- _Required action_
Range to reproduce from the entries below: the line with "repository method returns", the line with "use workflow_engine_core::error::WorkflowError;", and every line in between. Give them exactly and give nothing else.

- _Data provided_
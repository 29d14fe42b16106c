//! Store-local error type. Every repository method returns
//! [`StoreError`]; the `From` impl maps it onto [`WorkflowError`] at
//! the crate boundary per the seven kinds in the core error taxonomy.

use thiserror::Error;
use workflow_engine_core::error::WorkflowError;

#[derive(Debug, Error)]
pub enum StoreError {
    #[error("not found: {entity} {id}")]
    NotFound { entity: &'static str, id: String },

    #[error("duplicate current version for {entity} base {base_id}")]
    DuplicateCurrentVersion { entity: &'static str, base_id: String },

    #[error("database error: {0}")]
    Database(String),

    #[error("connection pool error: {0}")]
    Pool(String),

    #[error("serialization error: {0}")]
    Serde(#[from] serde_json::Error),
}

impl From<StoreError> for WorkflowError {
    fn from(err: StoreError) -> Self {
        match err {
            StoreError::NotFound { entity, id } => WorkflowError::not_found(format!("{entity} {id}")),
            StoreError::DuplicateCurrentVersion { entity, base_id } => {
                WorkflowError::conflict(format!("more than one current version for {entity} base {base_id}"))
            }
            StoreError::Database(message) | StoreError::Pool(message) => WorkflowError::transient(message),
            StoreError::Serde(err) => WorkflowError::data_parse(err.to_string()),
        }
    }
}

#[cfg(feature = "postgres")]
impl From<diesel::result::Error> for StoreError {
    fn from(err: diesel::result::Error) -> Self {
        StoreError::Database(err.to_string())
    }
}

#[cfg(feature = "postgres")]
impl From<diesel::r2d2::PoolError> for StoreError {
    fn from(err: diesel::r2d2::PoolError) -> Self {
        StoreError::Pool(err.to_string())
    }
}

pub type StoreResult<T> = Result<T, StoreError>;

- _Output for this task_
//! Store-local error type. Every repository method returns
//! [`StoreError`]; the `From` impl maps it onto [`WorkflowError`] at
//! the crate boundary per the seven kinds in the core error taxonomy.

use thiserror::Error;
use workflow_engine_core::error::WorkflowError;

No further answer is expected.